Fatture false, Renzi: non grido al complotto, il processo sia rapido

Niente conferenza stampa pomeridiana a palazzo Madama – annullata – ma contrattacco sui social per il senatore dem Matteo Renzi dopo la misura cautelare degli arresti domiciliari disposta ieri dal Gip di Firenze per i genitori dell’ex premier, Tiziano Renzi e Laura Bovoli, accusati di bancarotta fraudolenta e false fatturazioni. «Tutti i cittadini sono uguali davanti alla Legge. I miei genitori, come tutti, hanno diritto a un processo giusto e spero rapido. Non grido ai complotti: chiedo che i processi si facciano nelle aule dei tribunali e non sul web o nelle redazioni dei giornali.

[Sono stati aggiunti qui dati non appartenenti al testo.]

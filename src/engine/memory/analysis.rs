//! Analyzers and field mappings of the in-memory engine
//!
//! Tokenizing, lowercasing, ASCII folding and edge n-grams run through
//! tantivy's tokenizer pipeline. Synonym graphs and shingles, which tantivy
//! does not ship, are applied on top of the token positions.

use crate::engine::{EngineError, EngineResult};
use serde_json::{Map, Value};
use std::collections::BTreeMap;
use tantivy::tokenizer::{
    AsciiFoldingFilter, LowerCaser, NgramTokenizer, RawTokenizer, SimpleTokenizer, TextAnalyzer, Token, TokenStream,
};

/// Tokens by position. A position holds every token emitted there
/// (edge n-grams, shingles, index-time synonyms).
pub(crate) type Positions = Vec<Vec<String>>;

/// One position of an analyzed query: alternatives, each a token sequence
#[derive(Debug, Clone, PartialEq)]
pub(crate) struct QueryTerm {
    pub alternatives: Vec<Vec<String>>,
}

impl QueryTerm {
    fn single(token: String) -> Self {
        Self {
            alternatives: vec![vec![token]],
        }
    }

    fn has_token(&self, token: &str) -> bool {
        self.alternatives.iter().any(|alt| alt.len() == 1 && alt[0] == token)
    }
}

#[derive(Debug, Clone)]
enum FilterStep {
    Lowercase,
    AsciiFolding,
    /// Equivalence groups; each term is a token sequence
    Synonyms(Vec<Vec<Vec<String>>>),
    /// Bounds already accepted by [`NgramTokenizer::prefix_only`]
    EdgeNgram { min: usize, max: usize },
    Shingle { min: usize, max: usize },
}

impl FilterStep {
    /// Per-token tantivy analyzer for the normalizing steps
    fn normalizer(&self) -> Option<TextAnalyzer> {
        match self {
            FilterStep::Lowercase => Some(TextAnalyzer::builder(RawTokenizer::default()).filter(LowerCaser).build()),
            FilterStep::AsciiFolding => {
                Some(TextAnalyzer::builder(RawTokenizer::default()).filter(AsciiFoldingFilter).build())
            }
            _ => None,
        }
    }
}

/// Standard tokenizer followed by a filter chain
#[derive(Debug, Clone)]
pub(crate) struct Analyzer {
    filters: Vec<FilterStep>,
}

impl Analyzer {
    pub fn standard() -> Self {
        Self {
            filters: vec![FilterStep::Lowercase],
        }
    }

    /// Index-time analysis
    pub fn analyze(&self, text: &str) -> Positions {
        let mut positions: Positions = tokenize(text).into_iter().map(|t| vec![t]).collect();

        for filter in &self.filters {
            if let Some(mut normalizer) = filter.normalizer() {
                map_tokens(&mut positions, |t| normalize(&mut normalizer, t));
                continue;
            }
            match filter {
                FilterStep::Synonyms(groups) => {
                    for position in positions.iter_mut() {
                        let mut extra = Vec::new();
                        for group in groups {
                            let hit = group
                                .iter()
                                .any(|term| term.len() == 1 && position.contains(&term[0]));
                            if hit {
                                extra.extend(
                                    group
                                        .iter()
                                        .filter(|term| term.len() == 1)
                                        .map(|term| term[0].clone()),
                                );
                            }
                        }
                        for token in extra {
                            if !position.contains(&token) {
                                position.push(token);
                            }
                        }
                    }
                }
                FilterStep::EdgeNgram { min, max } => {
                    let Ok(tokenizer) = NgramTokenizer::prefix_only(*min, *max) else {
                        continue;
                    };
                    let mut grams = TextAnalyzer::from(tokenizer);
                    for position in positions.iter_mut() {
                        *position = position
                            .iter()
                            .flat_map(|t| {
                                let prefixes = token_texts(&mut grams, t);
                                // shorter than min_gram
                                if prefixes.is_empty() {
                                    vec![t.clone()]
                                } else {
                                    prefixes
                                }
                            })
                            .collect();
                    }
                }
                FilterStep::Shingle { min, max } => {
                    let unigrams: Vec<String> = positions.iter().filter_map(|p| p.first().cloned()).collect();
                    for (i, position) in positions.iter_mut().enumerate() {
                        for size in *min..=*max {
                            if size >= 2 && i + size <= unigrams.len() {
                                position.push(unigrams[i..i + size].join(" "));
                            }
                        }
                    }
                }
                FilterStep::Lowercase | FilterStep::AsciiFolding => {}
            }
        }

        positions
    }

    /// Query-time analysis. Synonyms expand into alternatives; n-gram and
    /// shingle filters only apply at index time.
    pub fn analyze_query(&self, text: &str) -> Vec<QueryTerm> {
        let mut terms: Vec<QueryTerm> = tokenize(text).into_iter().map(QueryTerm::single).collect();

        for filter in &self.filters {
            if let Some(mut normalizer) = filter.normalizer() {
                map_alternatives(&mut terms, |t| normalize(&mut normalizer, t));
                continue;
            }
            if let FilterStep::Synonyms(groups) = filter {
                expand_synonyms(&mut terms, groups);
            }
        }

        terms
    }
}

Noi aspettiamo le sentenze, ma le sentenze si pronunciano in tribunale e non nelle piazze populiste», spiega Renzi nella sua e-news, delineando la sua strategia per quello che considera comunque un attacco politico alla sua persona.

Nella sua Newsletter ai simpatizzanti Renzi conferma la linea già adottata ieri a caldo alla notiza degli arresti domiciliari. Innanzitutto, nessun “fallo di reazione” per le scelte del magistrato. «Da uomo delle istituzioni dico: mi
fido della giustizia. Questo è un grande Paese e io credo nell’Italia, sempre. Non riusciranno a farmi parlar male dell’Italia, non riusciranno a farmi parlar male dei giudici. Chi vuole il mio fallo di reazione, non lo avrà. Né oggi, né mai», scrive l’ex premierche intende «mantenere la calma».